MasterCard has built a new method of mobile payment that lets you confirm a transaction with a selfie.
The new smartphone feature will allow online shoppers to verify payments using facial recognition.
The service will act as an extra layer of security for payment transactions, as by itself, facial recognition is less secure than “pattern, PIN or password”, according to Google.
Speaking to CNN, Ajay Bhalla, MasterCard’s Chief Product Security Officer, said: “Passwords are a pain. They are a real problem. People forget it, people write it in places, and they get very surprised when a hacker gets into a particular website, then knows the password to all their accounts.

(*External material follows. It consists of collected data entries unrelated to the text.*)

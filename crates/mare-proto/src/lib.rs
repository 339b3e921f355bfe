// SPDX-License-Identifier: MIT OR Apache-2.0
#![deny(unsafe_code)]
//! Wire types for the `MapBatch`/`ReduceBatch` RPC surface.
//!
//! These types cross the driver/worker boundary as JSON request/response
//! bodies. They carry no behavior of their own beyond (de)serialization and
//! the [`ResourceBackend`] string/numeric mapping, which must stay stable
//! across independently deployed drivers and workers.

use serde::{Deserialize, Serialize};
use std::fmt;
use std::str::FromStr;

/// A single key/value pair produced by a mapper or consumed/produced by a
/// reducer.
#[derive(Debug, Clone, PartialEq, Eq, Serialize, Deserialize)]
pub struct Pair {
    #[serde(rename = "K")]
    pub key: String,
    #[serde(rename = "V")]
    pub value: String,
}

impl Pair {
    pub fn new(key: impl Into<String>, value: impl Into<String>) -> Self {
        Self {
            key: key.into(),
            value: value.into(),
        }
    }
}

/// Storage backend tag for a [`Resource`] or [`ResourceHint`].
///
/// Numeric discriminants are part of the wire contract and must not be
/// renumbered once deployed.
#[derive(Debug, Clone, Copy, PartialEq, Eq, Hash, Serialize, Deserialize)]
#[repr(i32)]
pub enum ResourceBackend {
    File = 0,
    S3 = 1,
    Xdt = 2,
}

impl ResourceBackend {
    /// All known backends, in discriminant order.
    pub const ALL: [ResourceBackend; 3] = [Self::File, Self::S3, Self::Xdt];

    /// Construct a backend from its numeric wire value, if known.
    pub fn from_i32(value: i32) -> Option<Self> {
        Self::ALL.into_iter().find(|b| *b as i32 == value)
    }
}

impl fmt::Display for ResourceBackend {
    fn fmt(&self, f: &mut fmt::Formatter<'_>) -> fmt::Result {
        let s = match self {
            Self::File => "FILE",
            Self::S3 => "S3",
            Self::Xdt => "XDT",
        };
        f.write_str(s)
    }
}

/// Error returned when a backend name does not match any known [`ResourceBackend`].
#[derive(Debug, Clone, thiserror::Error)]
#[error("unknown backend: {0}")]
pub struct UnknownBackendName(pub String);

impl FromStr for ResourceBackend {
    type Err = UnknownBackendName;

    fn from_str(s: &str) -> Result<Self, Self::Err> {
        match s {
            "FILE" => Ok(Self::File),
            "S3" => Ok(Self::S3),
            "XDT" => Ok(Self::Xdt),
            other => Err(UnknownBackendName(other.to_string())),
        }
    }
}

/// A handle identifying a concrete stored payload.
#[derive(Debug, Clone, PartialEq, Eq, Serialize, Deserialize)]
pub struct Resource {
    pub backend: ResourceBackend,
    pub locator: String,
}

impl Resource {
    pub fn new(backend: ResourceBackend, locator: impl Into<String>) -> Self {
        Self {
            backend,
            locator: locator.into(),
        }
    }
}

/// A placement directive for a future `Put`.
#[derive(Debug, Clone, PartialEq, Eq, Serialize, Deserialize)]
pub struct ResourceHint {
    pub backend: ResourceBackend,
    pub hint: String,
}

impl ResourceHint {
    pub fn new(backend: ResourceBackend, hint: impl Into<String>) -> Self {
        Self {
            backend,
            hint: hint.into(),
        }
    }
}

/// Request body for `POST /map-batch`.
#[derive(Debug, Clone, PartialEq, Eq, Serialize, Deserialize)]
pub struct MapBatchRequest {
    pub input: Resource,
    pub output_hint: ResourceHint,
}

/// Response body for `POST /map-batch`.
#[derive(Debug, Clone, PartialEq, Eq, Serialize, Deserialize)]
pub struct MapBatchResponse {
    pub output: Resource,
    /// Distinct keys present in `output`. Order is unspecified.
    pub keys: Vec<String>,
}

/// Request body for `POST /reduce-batch`.
#[derive(Debug, Clone, PartialEq, Eq, Serialize, Deserialize)]
pub struct ReduceBatchRequest {
    /// The subset of keys this reducer invocation is responsible for.
    pub keys: Vec<String>,
    /// All mapper outputs; the reducer filters down to `keys`.
    pub inputs: Vec<Resource>,
    pub output_hint: ResourceHint,
}

/// Response body for `POST /reduce-batch`.
#[derive(Debug, Clone, PartialEq, Eq, Serialize, Deserialize)]
pub struct ReduceBatchResponse {
    pub output: Resource,
}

“When consumers shop on the internet, their banks need ways to verify their identity, so this product seamlessly integrates biometrics into the overall payments experience.”

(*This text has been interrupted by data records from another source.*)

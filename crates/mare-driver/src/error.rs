// SPDX-License-Identifier: MIT OR Apache-2.0
//! Driver-side error taxonomy. Any variant is fatal: the driver logs and
//! exits non-zero, with no partial output and no retry.

use mare_core::context::Cancelled;
use mare_core::{BackendError, CodecError};
use thiserror::Error;

#[derive(Debug, Error)]
pub enum DriverError {
    #[error("map phase failed: {0}")]
    MapFailed(#[source] Box<DriverError>),

    #[error("reduce phase failed: {0}")]
    ReduceFailed(#[source] Box<DriverError>),

    #[error("worker RPC failed: {0}")]
    Rpc(#[from] reqwest::Error),

    #[error(transparent)]
    Backend(#[from] BackendError),

    #[error(transparent)]
    Codec(#[from] CodecError),

    #[error("n_reducers must be >= 1, got {0}")]
    InvalidNReducers(usize),

    #[error("operation cancelled")]
    Cancelled,
}

impl From<Cancelled> for DriverError {
    fn from(_: Cancelled) -> Self {
        DriverError::Cancelled
    }
}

When a consumer makes a payment, the MasterCard app asks you to choose whether to verify the transaction by fingerprint, or by face.
In order for the technology to confirm it is you, the user must blink – which is designed to stop someone simply holding up a photo of you to the camera.
The upcoming feature would be an option instead of “SecureCode”, a MasterCard feature that lets customers input a special password when they are shopping online, so someone who had your card couldn’t buy anything online.
MasterCard’s mobile facial recognition feature is currently in trial with 500 users in the US.
Alibaba are also working on using similar facial recognition software to authorise mobile payment transfers, called “smile to pay”.
This is using Face++’s software, a Chinese startup already used by Jiayuan and Alibaba, which just raised an extra $25m in Series B funding.